Did you know: For every 1000 miles you drive, your chances of getting into a car accident are 1 in 366. That's lower than 1%, yet that doesn't stop me from wearing my seatbelt. I think most people do the same. However, decades ago it was considered alarmist to suggest people wear seatbelts. It became a debate over freedom. Some even argued it was safer to get thrown from a car during an accident.
If one feels the need to prepare for a car crash it certainly makes sense to prepare for crop failures, mass migration and broken supply chains.
Let's say there's only a 1% chance human civilization is wiped out. Even with such a low probability, the downside remains too great to ignore the possibility. People must prepare. I pulled the alarm, not because I'm an alarmist but because I want to warn people of what might be coming. If more people were alarmed, we might actually do something about it, reducing the cause for alarm in the first place.
With that said, I think the probability of civilizational collapse is much greater than 1%. There's a near certainty of collapse.
I've seen the research. Watched the trends. I've even observed the changes first-hand. The implications of a hotter climate - heat deaths, lower crop yields, rising seas - are obvious. The greenhouse effect has been known for about 200 years. Exxon itself forecasted everything we're seeing.

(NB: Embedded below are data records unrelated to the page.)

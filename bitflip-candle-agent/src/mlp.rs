//! Multilayer perceptron.
mod config;
use anyhow::{Context, Result};
use candle_core::Tensor;
use candle_nn::{linear, Linear, Module, VarBuilder};
pub use config::MlpConfig;

/// Returns vector of linear modules from [`MlpConfig`].
///
/// Layer `i` is registered under `{prefix}.ln{i}`.
fn create_linear_layers(prefix: &str, vs: VarBuilder, config: &MlpConfig) -> Result<Vec<Linear>> {
    let dims: Vec<usize> = std::iter::once(config.in_dim)
        .chain(config.units.iter().copied())
        .chain(std::iter::once(config.out_dim))
        .collect();
    let vs = vs.pp(prefix);

    dims.windows(2)
        .enumerate()
        .map(|(i, d)| Ok(linear(d[0], d[1], vs.pp(format!("ln{}", i)))?))
        .collect()
}

/// Multilayer perceptron with ReLU activation function.
///
/// No activation is applied to the output layer.
pub struct Mlp {
    config: MlpConfig,
    layers: Vec<Linear>,
}

impl Mlp {
    /// Builds the network, registering its parameters in `vs`.
    pub fn build(vs: VarBuilder, config: MlpConfig) -> Result<Self> {
        config.validate()?;
        let layers = create_linear_layers("mlp", vs, &config)?;
        Ok(Self { config, layers })
    }

    /// Returns the configuration.
    pub fn config(&self) -> &MlpConfig {
        &self.config
    }

    /// Maps a batch of shape `(n, in_dim)` to `(n, out_dim)`.
    pub fn forward(&self, xs: &Tensor) -> Result<Tensor> {
        let (last, hidden) = self.layers.split_last().context("MLP has no layers")?;
        let mut xs = xs.clone();
        for layer in hidden {
            xs = layer.forward(&xs)?.relu()?;
        }
        Ok(last.forward(&xs)?)
    }
}

#[cfg(test)]
mod tests {
    use super::*;
    use candle_core::{DType, Device};
    use candle_nn::VarMap;

    #[test]
    fn test_forward_shape() -> Result<()> {
        let varmap = VarMap::new();
        let vb = VarBuilder::from_varmap(&varmap, DType::F32, &Device::Cpu);
        let mlp = Mlp::build(vb, MlpConfig::new(6, vec![16, 8], 3))?;
        let xs = Tensor::zeros((5, 6), DType::F32, &Device::Cpu)?;
        assert_eq!(mlp.forward(&xs)?.dims(), &[5, 3]);

        // Weights and biases of three layers
        assert_eq!(varmap.all_vars().len(), 6);
        Ok(())
    }

    #[test]
    fn test_no_hidden_layer() -> Result<()> {
        let varmap = VarMap::new();
        let vb = VarBuilder::from_varmap(&varmap, DType::F32, &Device::Cpu);
        let mlp = Mlp::build(vb, MlpConfig::new(4, vec![], 2))?;
        let xs = Tensor::ones((1, 4), DType::F32, &Device::Cpu)?;
        assert_eq!(mlp.forward(&xs)?.dims(), &[1, 2]);
        Ok(())
    }
}
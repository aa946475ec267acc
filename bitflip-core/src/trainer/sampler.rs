//! Experience sampling.
use crate::{
    error::BitFlipError, replay_buffer::Transition, Env, ExperienceBufferBase, GoalObs, Policy,
    Step,
};
use anyhow::Result;

/// Drives an environment with a policy and pushes the resulting transitions
/// into a replay buffer.
pub struct Sampler<E: Env> {
    env: E,

    /// Observation before the next action, `None` between episodes.
    prev_obs: Option<GoalObs>,
}

impl<E: Env> Sampler<E> {
    /// Creates a new sampler.
    pub fn new(env: E) -> Self {
        Self {
            env,
            prev_obs: None,
        }
    }

    /// Starts a new episode and returns its first observation.
    pub fn reset(&mut self) -> Result<GoalObs> {
        let obs = self.env.reset()?;
        self.prev_obs = Some(obs.clone());
        Ok(obs)
    }

    /// Samples an action, applies it to the environment and pushes the
    /// transition to `buffer`.
    ///
    /// Fails with [`BitFlipError::InvalidState`] if no episode is in progress,
    /// i.e. before [`Sampler::reset`] or after the last step of an episode.
    pub fn sample_and_push<P, R>(&mut self, policy: &mut P, buffer: &mut R) -> Result<Step<E>>
    where
        P: Policy,
        R: ExperienceBufferBase<Item = Transition>,
    {
        let obs = self.prev_obs.take().ok_or(BitFlipError::InvalidState)?;

        let act = policy.sample(&obs)?;
        let step = self.env.step(act)?;

        let GoalObs { state, goal } = obs;
        if !step.is_done() {
            self.prev_obs = Some(GoalObs::new(step.next_state.clone(), goal.clone()));
        }
        buffer.push(Transition::new(
            state,
            act,
            step.reward,
            step.next_state.clone(),
            step.is_done(),
            goal,
        ))?;

        Ok(step)
    }
}

#[cfg(test)]
mod tests {
    use super::*;
    use crate::{
        replay_buffer::{SimpleReplayBuffer, SimpleReplayBufferConfig},
        ReplayBufferBase,
    };

    /// One-bit environment whose episodes are truncated after two steps.
    struct TwoStepEnv {
        n_steps: usize,
    }

    impl Env for TwoStepEnv {
        type Config = ();
        type Info = ();

        fn build(_config: &Self::Config, _seed: u64) -> Result<Self> {
            Ok(Self { n_steps: 0 })
        }

        fn reset(&mut self) -> Result<GoalObs> {
            self.n_steps = 0;
            Ok(GoalObs::new(vec![0], vec![1]))
        }

        fn step(&mut self, act: usize) -> Result<Step<Self>> {
            self.n_steps += 1;
            let next_state = vec![(self.n_steps % 2) as u8];
            Ok(Step::new(act, next_state, -1.0, false, self.n_steps == 2, ()))
        }

        fn n_actions(&self) -> usize {
            1
        }
    }

    struct FirstAction;

    impl Policy for FirstAction {
        fn sample(&mut self, _obs: &GoalObs) -> Result<usize> {
            Ok(0)
        }
    }

    fn error_of<T>(r: Result<T>) -> BitFlipError {
        match r {
            Ok(_) => panic!("expected an error"),
            Err(e) => e.downcast::<BitFlipError>().unwrap(),
        }
    }

    #[test]
    fn test_sample_before_reset_fails() {
        let mut sampler = Sampler::new(TwoStepEnv::build(&(), 0).unwrap());
        let mut buffer = SimpleReplayBuffer::build(&SimpleReplayBufferConfig::default()).unwrap();

        let err = error_of(sampler.sample_and_push(&mut FirstAction, &mut buffer));
        assert_eq!(err, BitFlipError::InvalidState);
        assert_eq!(buffer.len(), 0);
    }

    #[test]
    fn test_episode_must_be_reset_after_its_end() {
        let mut sampler = Sampler::new(TwoStepEnv::build(&(), 0).unwrap());
        let mut buffer = SimpleReplayBuffer::build(&SimpleReplayBufferConfig::default()).unwrap();

        sampler.reset().unwrap();
        let step = sampler.sample_and_push(&mut FirstAction, &mut buffer).unwrap();
        assert!(!step.is_done());
        let step = sampler.sample_and_push(&mut FirstAction, &mut buffer).unwrap();
        assert!(step.is_done());

        let err = error_of(sampler.sample_and_push(&mut FirstAction, &mut buffer));
        assert_eq!(err, BitFlipError::InvalidState);

        let transitions: Vec<_> = buffer.iter().collect();
        assert_eq!(transitions.len(), 2);
        assert_eq!(transitions[0].next_state, transitions[1].state);
        assert!(!transitions[0].is_done);
        assert!(transitions[1].is_done);
        assert!(transitions.iter().all(|tr| tr.goal == vec![1]));

        sampler.reset().unwrap();
        assert!(sampler.sample_and_push(&mut FirstAction, &mut buffer).is_ok());
        assert_eq!(buffer.len(), 3);
    }
}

The big question is when and how?
Still, I must leave room for the possibility I'm missing something. Or that I'm underestimating human ingenuity, adaptability and technological advancement.
However, if I look at the evidence laid out in front of me, my predictions are well-supported by observable facts. Meanwhile, the counter argument is founded on unproven technologies and the crude extrapolation that civilization will continue to exist because it currently exists. The optimistic view is built on survivorship bias.
Unfortunately, the ghosts of failed past civilizations don't get a voice. If they did, there'd be a lot more alarmists.